> _Prompt_
Please report every line in the entries that contains the string "overflow".

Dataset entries
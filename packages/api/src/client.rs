//! The shared HTTP client.
//!
//! One [`ApiClient`] is built at startup with the backend base address and a
//! JSON content type. Every resource access function issues its request
//! through it. No interceptors, auth headers, retries or timeouts.

use reqwest::header::{HeaderMap, HeaderValue, ACCEPT, CONTENT_TYPE};
use reqwest::{Method, RequestBuilder};

use crate::ApiError;

/// Environment variable holding the backend base address.
pub const API_URL_VAR: &str = "API_URL";

#[derive(Clone, Debug)]
pub struct ApiClient {
    http: reqwest::Client,
    base_url: String,
}

impl ApiClient {
    pub fn new(base_url: &str) -> Result<Self, ApiError> {
        let base_url = base_url.trim().trim_end_matches('/');
        if !(base_url.starts_with("http://") || base_url.starts_with("https://")) {
            return Err(ApiError::BaseUrl(base_url.to_string()));
        }

        let mut headers = HeaderMap::new();
        headers.insert(CONTENT_TYPE, HeaderValue::from_static("application/json"));
        headers.insert(ACCEPT, HeaderValue::from_static("application/json"));

        let http = reqwest::Client::builder().default_headers(headers).build()?;
        Ok(Self {
            http,
            base_url: base_url.to_string(),
        })
    }

    pub fn base_url(&self) -> &str {
        &self.base_url
    }

    /// `path` must start with `/`.
    pub fn url(&self, path: &str) -> String {
        format!("{}{}", self.base_url, path)
    }

    pub fn request(&self, method: Method, path: &str) -> RequestBuilder {
        self.http.request(method, self.url(path))
    }
}

/// The `API_URL` value visible to this build, if any.
///
/// Browsers have no process environment, so wasm builds read the value the
/// binary was compiled with. Native builds read the process environment,
/// loading `.env` first.
pub fn api_url_from_env() -> Option<String> {
    #[cfg(target_arch = "wasm32")]
    {
        option_env!("API_URL").map(str::to_string)
    }
    #[cfg(not(target_arch = "wasm32"))]
    {
        dotenvy::dotenv().ok();
        std::env::var(API_URL_VAR).ok()
    }
}

#[cfg(test)]
mod tests {
    use super::*;

    #[test]
    fn test_rejects_relative_base_url() {
        assert!(matches!(ApiClient::new("/api"), Err(ApiError::BaseUrl(_))));
        assert!(matches!(ApiClient::new(""), Err(ApiError::BaseUrl(_))));
    }

    #[test]
    fn test_url_joins_without_double_slash() {
        let client = ApiClient::new("http://localhost:3000/api/").unwrap();
        assert_eq!(client.base_url(), "http://localhost:3000/api");
        assert_eq!(client.url("/users"), "http://localhost:3000/api/users");
    }
}
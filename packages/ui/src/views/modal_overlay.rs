use dioxus::prelude::*;

/// A full-screen overlay that centers its children in a modal card.
/// Clicking outside the card or pressing Escape triggers `on_close`.
#[component]
pub fn ModalOverlay(on_close: EventHandler<()>, children: Element) -> Element {
    rsx! {
        div {
            class: "fixed inset-0 flex items-center justify-center bg-black/30",
            style: "z-index: 2000",
            tabindex: "-1",
            onclick: move |_| on_close.call(()),
            onkeydown: move |evt: KeyboardEvent| {
                if evt.key() == Key::Escape {
                    on_close.call(());
                }
            },
            div {
                class: "bg-white rounded-lg shadow-lg max-w-lg w-full mx-4 max-h-[calc(100vh-2rem)] overflow-y-auto",
                role: "dialog",
                "aria-modal": "true",
                onclick: move |evt: Event<MouseData>| evt.stop_propagation(),
                {children}
            }
        }
    }
}
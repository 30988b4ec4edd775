use dioxus::prelude::*;
use store::{breadcrumb, home_routes, Breadcrumb};

use crate::components::sidebar::{SidebarInset, SidebarProvider, SidebarTrigger};
use crate::icons::FaChevronRight;
use crate::{use_admin, AppSidebar, Icon};

/// Shared console shell: sidebar navigation, header with breadcrumb, and the
/// routed page as children.
///
/// Platform packages pass the current path and a navigation callback so this
/// crate stays router-agnostic.
#[component]
pub fn AdminLayoutView(
    /// Current location, e.g. "/users/managers".
    pathname: String,
    on_navigate: EventHandler<String>,
    children: Element,
) -> Element {
    let admin = use_admin();
    let role = admin.config.session.role;
    let groups = home_routes(&pathname, role);
    let crumb = breadcrumb(&pathname, role);

    rsx! {
        SidebarProvider {
            AppSidebar { groups: groups, on_navigate: on_navigate }
            SidebarInset {
                header { class: "flex items-center gap-2 h-14 px-4 border-b border-neutral-200 shrink-0",
                    SidebarTrigger {}
                    span { class: "w-px h-4 bg-neutral-200" }
                    BreadcrumbTrail { crumb: crumb }
                }
                div { class: "flex-1 overflow-y-auto p-6", {children} }
            }
        }
    }
}

#[component]
fn BreadcrumbTrail(crumb: Breadcrumb) -> Element {
    rsx! {
        nav { class: "flex items-center gap-2 text-sm text-neutral-500", "aria-label": "breadcrumb",
            match crumb {
                Breadcrumb::Page(label) => rsx! {
                    span { class: "font-medium text-neutral-800", "{label}" }
                },
                Breadcrumb::Nested { parent, child } => rsx! {
                    span { "{parent}" }
                    span { class: "inline-flex",
                        Icon { icon: FaChevronRight, width: 10, height: 10 }
                    }
                    span { class: "font-medium text-neutral-800", "{child}" }
                },
                Breadcrumb::Home => rsx! {
                    span { class: "font-medium text-neutral-800", "Home" }
                },
            }
        }
    }
}
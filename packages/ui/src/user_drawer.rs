use dioxus::prelude::*;
use store::{form::date_for_input, status_tone, Sex, UserRecord};

use crate::components::{Badge, Button, ButtonVariant, Drawer};

/// Read-only details of one user.
#[component]
pub fn UserDetailDrawer(user: UserRecord, on_close: EventHandler<()>) -> Element {
    let avatar = match user.sex {
        Some(Sex::Female) => "bg-pink-100 text-pink-800",
        Some(Sex::Male) => "bg-blue-100 text-blue-800",
        None => "bg-neutral-100",
    };
    let status = user.status.map(|s| s.label()).unwrap_or("Unknown");
    let birth = date_for_input(&user.date_of_birth);
    let rows = [
        ("User ID", user.user_id.map(|n| n.to_string())),
        ("Sex", user.sex.map(|s| s.label().to_string())),
        ("Role", Some(user.role.clone())),
        ("Date of Birth", Some(birth)),
        ("Email", user.email.clone()),
        ("Phone Number", user.phone_number.clone()),
    ];

    rsx! {
        Drawer {
            title: "User Details",
            on_close: on_close,
            actions: rsx! {
                Button {
                    variant: ButtonVariant::Outline,
                    onclick: move |_| on_close.call(()),
                    "Close"
                }
            },
            div { class: "flex items-center gap-4 mb-6",
                div { class: "grid place-items-center w-14 h-14 rounded-full text-lg font-bold {avatar}", "{user.initials()}" }
                div {
                    h3 { class: "m-0 text-lg font-semibold", "{user.full_name()}" }
                    p { class: "mt-0.5 mb-1.5 text-neutral-500", "{user.code}" }
                    Badge { variant: status_tone(user.status), "{status}" }
                }
            }
            dl { class: "m-0",
                for (label, value) in rows {
                    div { key: "{label}", class: "grid grid-cols-[8rem_1fr] py-2 border-b border-neutral-200",
                        dt { class: "text-neutral-500", "{label}" }
                        dd { class: "m-0", {value.filter(|v| !v.is_empty()).unwrap_or_else(|| "-".to_string())} }
                    }
                }
            }
        }
    }
}
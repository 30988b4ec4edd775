//! Client-side search over the loaded users.
//!
//! The search term is matched literally and case-insensitively against a
//! user's full name and against their code. Regex metacharacters in the term
//! are escaped, so typing `(` or `.*` searches for those characters instead of
//! changing the match.

use regex::{Regex, RegexBuilder};

use crate::models::{UserRecord, UserStatus};

/// A compiled search term.
#[derive(Clone, Debug)]
pub struct SearchFilter {
    pattern: Option<Regex>,
}

impl SearchFilter {
    /// Build a filter from the raw term typed by the user.
    ///
    /// Only an empty term matches every user. Whitespace is part of the term.
    pub fn new(term: &str) -> Self {
        if term.is_empty() {
            return Self { pattern: None };
        }
        // Only the regex size limit can fail here; treat that as "match all".
        let pattern = RegexBuilder::new(&regex::escape(term))
            .case_insensitive(true)
            .build()
            .ok();
        Self { pattern }
    }

    pub fn matches(&self, user: &UserRecord) -> bool {
        let Some(ref pattern) = self.pattern else {
            return true;
        };
        pattern.is_match(&user.full_name()) || pattern.is_match(&user.code)
    }
}

/// The status dropdown next to the search box.
#[derive(Clone, Copy, Debug, Default, PartialEq, Eq)]
pub enum StatusFilter {
    #[default]
    All,
    Active,
    Archived,
}

impl StatusFilter {
    pub const ALL: [StatusFilter; 3] = [StatusFilter::All, StatusFilter::Active, StatusFilter::Archived];

    pub fn label(&self) -> &'static str {
        match self {
            StatusFilter::All => "All users",
            StatusFilter::Active => "Active",
            StatusFilter::Archived => "Archived",
        }
    }

    /// Value used in the `<select>` element.
    pub fn value(&self) -> &'static str {
        match self {
            StatusFilter::All => "all",
            StatusFilter::Active => "active",
            StatusFilter::Archived => "archived",
        }
    }

    pub fn from_value(value: &str) -> Self {
        StatusFilter::ALL
            .into_iter()
            .find(|f| f.value() == value)
            .unwrap_or_default()
    }

    pub fn matches(&self, user: &UserRecord) -> bool {
        match self {
            StatusFilter::All => true,
            StatusFilter::Active => {
                !user.archived && matches!(user.status, Some(UserStatus::Active) | None)
            }
            StatusFilter::Archived => {
                user.archived || user.status == Some(UserStatus::Archived)
            }
        }
    }
}

/// Apply both filters, preserving the input order.
pub fn filter_users(users: &[UserRecord], term: &str, status: StatusFilter) -> Vec<UserRecord> {
    let search = SearchFilter::new(term);
    users
        .iter()
        .filter(|u| search.matches(u) && status.matches(u))
        .cloned()
        .collect()
}

#[cfg(test)]
mod tests {
    use super::*;

    fn user(id: &str, first: &str, middle: Option<&str>, last: &str, code: &str) -> UserRecord {
        UserRecord {
            id: id.to_string(),
            code: code.to_string(),
            first_name: first.to_string(),
            middle_name: middle.map(str::to_string),
            last_name: last.to_string(),
            status: Some(UserStatus::Active),
            ..Default::default()
        }
    }

    fn sample() -> Vec<UserRecord> {
        vec![
            user("1", "Maria", Some("Clara"), "Santos", "EMP-001"),
            user("2", "Jose", None, "Rizal", "EMP-002"),
            user("3", "Andres", None, "Bonifacio (Jr)", "ADM-100"),
        ]
    }

    fn ids(users: &[UserRecord]) -> Vec<&str> {
        users.iter().map(|u| u.id.as_str()).collect()
    }

    #[test]
    fn test_empty_term_matches_all() {
        let users = sample();
        assert_eq!(filter_users(&users, "", StatusFilter::All).len(), 3);
    }

    #[test]
    fn test_surrounding_spaces_are_part_of_the_term() {
        let users = vec![
            user("1", "Jose", None, "Rizal", "EMP-001"),
            user("2", "Rita", None, "Cruz", "EMP-002"),
        ];
        assert_eq!(ids(&filter_users(&users, " ri", StatusFilter::All)), vec!["1"]);
        assert_eq!(ids(&filter_users(&users, "ri", StatusFilter::All)), vec!["1", "2"]);
        assert!(filter_users(&users, "  ", StatusFilter::All).is_empty());
        assert!(filter_users(&users, "cruz ", StatusFilter::All).is_empty());
    }

    #[test]
    fn test_case_insensitive_substring_over_full_name() {
        let users = sample();
        assert_eq!(ids(&filter_users(&users, "maria", StatusFilter::All)), vec!["1"]);
        assert_eq!(ids(&filter_users(&users, "CLARA SAN", StatusFilter::All)), vec!["1"]);
        assert_eq!(ids(&filter_users(&users, "se ri", StatusFilter::All)), vec!["2"]);
    }

    #[test]
    fn test_matches_code() {
        let users = sample();
        assert_eq!(ids(&filter_users(&users, "emp-00", StatusFilter::All)), vec!["1", "2"]);
        assert_eq!(ids(&filter_users(&users, "adm", StatusFilter::All)), vec!["3"]);
    }

    #[test]
    fn test_metacharacters_match_literally() {
        let users = sample();
        assert_eq!(ids(&filter_users(&users, "(jr", StatusFilter::All)), vec!["3"]);
        assert!(filter_users(&users, ".*", StatusFilter::All).is_empty());
        assert!(filter_users(&users, "[", StatusFilter::All).is_empty());
    }

    #[test]
    fn test_missing_middle_name_does_not_break_adjacent_match() {
        let users = sample();
        // "Jose Rizal", not "Jose  Rizal"
        assert_eq!(ids(&filter_users(&users, "jose rizal", StatusFilter::All)), vec!["2"]);
    }

    #[test]
    fn test_status_filter() {
        let mut users = sample();
        users[1].archived = true;
        users[1].status = Some(UserStatus::Archived);
        users[2].status = None;

        assert_eq!(ids(&filter_users(&users, "", StatusFilter::Active)), vec!["1", "3"]);
        assert_eq!(ids(&filter_users(&users, "", StatusFilter::Archived)), vec!["2"]);
    }

    #[test]
    fn test_status_filter_from_value() {
        assert_eq!(StatusFilter::from_value("archived"), StatusFilter::Archived);
        assert_eq!(StatusFilter::from_value("bogus"), StatusFilter::All);
    }
}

> _Answer for the task_
                class: "bg-white rounded-lg shadow-lg max-w-lg w-full mx-4 max-h-[calc(100vh-2rem)] overflow-y-auto",
                div { class: "flex-1 overflow-y-auto p-6", {children} }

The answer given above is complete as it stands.